### [DATA TO USE]
◆ ◆ ◆ ◆ ◆ ◆ ◆
//! Cart persistence boundary.
//!
//! A [`CartStore`] is bound to one cart owner for the duration of a request.
//! The cart service never knows where a cart lives:
//!
//! - [`SessionCartStore`] - guest carts, one JSON blob in the session backend
//! - [`PgCartStore`](crate::db::PgCartStore) - account carts, row-level in `PostgreSQL`
//! - [`MemoryCartStore`] - in-process map for tests and offline tools
//!
//! [`RequestCartStore`] picks between the first two per request so handlers
//! can stay generic-free.
//!
//! Product lookups go through the [`ProductCatalog`] trait for the same reason.

pub mod memory;
pub mod session;

use std::future::Future;

use yedek_core::{Cart, CartChange, CartOwner, CurrencyCode, ProductId, ProductSnapshot};

use crate::db::{PgCartStore, RepositoryError};

pub use memory::{MemoryCartStore, MemoryCarts, MemoryCatalog};
pub use session::{GuestCarts, SessionCartStore};

/// Identity a cart is locked and cached under.
pub type CartKey = CartOwner;

/// Errors raised by cart stores and catalogs.
#[derive(Debug, thiserror::Error)]
pub enum StoreError {
    /// The backing store could not be reached or failed mid-operation.
    #[error("cart store unavailable: {0}")]
    Unavailable(String),

    /// Persisted data could not be decoded.
    #[error("stored cart is corrupt: {0}")]
    Corrupt(String),
}

impl From<RepositoryError> for StoreError {
    fn from(err: RepositoryError) -> Self {
        match err {
            RepositoryError::DataCorruption(msg) => Self::Corrupt(msg),
            other => Self::Unavailable(other.to_string()),
        }
    }
}

impl From<tower_sessions::session::Error> for StoreError {
    fn from(err: tower_sessions::session::Error) -> Self {
        Self::Unavailable(err.to_string())
    }
}

impl From<tower_sessions::session_store::Error> for StoreError {
    fn from(err: tower_sessions::session_store::Error) -> Self {
        match err {
            tower_sessions::session_store::Error::Decode(msg) => Self::Corrupt(msg),
            other => Self::Unavailable(other.to_string()),
        }
    }
}

/// Storage for a single owner's cart.
pub trait CartStore: Send + Sync {
    /// The owner this store reads and writes.
    fn key(&self) -> CartKey;

    /// Read the cart, `None` if the owner has never had one.
    fn load(&self) -> impl Future<Output = Result<Option<Cart>, StoreError>> + Send;

    /// A fresh empty cart for this owner. Nothing is written until the
    /// first [`CartStore::persist`].
    fn create(&self, currency: CurrencyCode) -> Cart {
        Cart::new(self.key(), currency)
    }

    /// Write the cart back. `change` describes what the last mutation did;
    /// stores that keep one blob per cart may ignore it.
    fn persist(
        &self,
        cart: &Cart,
        change: &CartChange,
    ) -> impl Future<Output = Result<(), StoreError>> + Send;

    /// Delete the cart entirely.
    fn discard(&self) -> impl Future<Output = Result<(), StoreError>> + Send;
}

/// Read access to the parts catalog.
pub trait ProductCatalog: Send + Sync {
    /// Look up a product that can currently be sold.
    fn find(
        &self,
        product_id: ProductId,
    ) -> impl Future<Output = Result<Option<ProductSnapshot>, StoreError>> + Send;
}

/// The cart store for the current request: the account cart when a user is
/// signed in, the guest cart otherwise.
pub enum RequestCartStore {
    /// Anonymous visitor.
    Guest(SessionCartStore),
    /// Signed-in user.
    Account(PgCartStore),
}

impl CartStore for RequestCartStore {
    fn key(&self) -> CartKey {
        match self {
            Self::Guest(store) => store.key(),
            Self::Account(store) => store.key(),
        }
    }

    async fn load(&self) -> Result<Option<Cart>, StoreError> {
        match self {
            Self::Guest(store) => store.load().await,
            Self::Account(store) => store.load().await,
        }
    }

    async fn persist(&self, cart: &Cart, change: &CartChange) -> Result<(), StoreError> {
        match self {
            Self::Guest(store) => store.persist(cart, change).await,
            Self::Account(store) => store.persist(cart, change).await,
        }
    }

    async fn discard(&self) -> Result<(), StoreError> {
        match self {
            Self::Guest(store) => store.discard().await,
            Self::Account(store) => store.discard().await,
        }
    }
}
◆ ◆ ◆ ◆ ◆ ◆ ◆
Show each line of the records above containing "stores".

### [EXERCISE SOLUTION]
/// Errors raised by cart stores and catalogs.
    /// stores that keep one blob per cart may ignore it.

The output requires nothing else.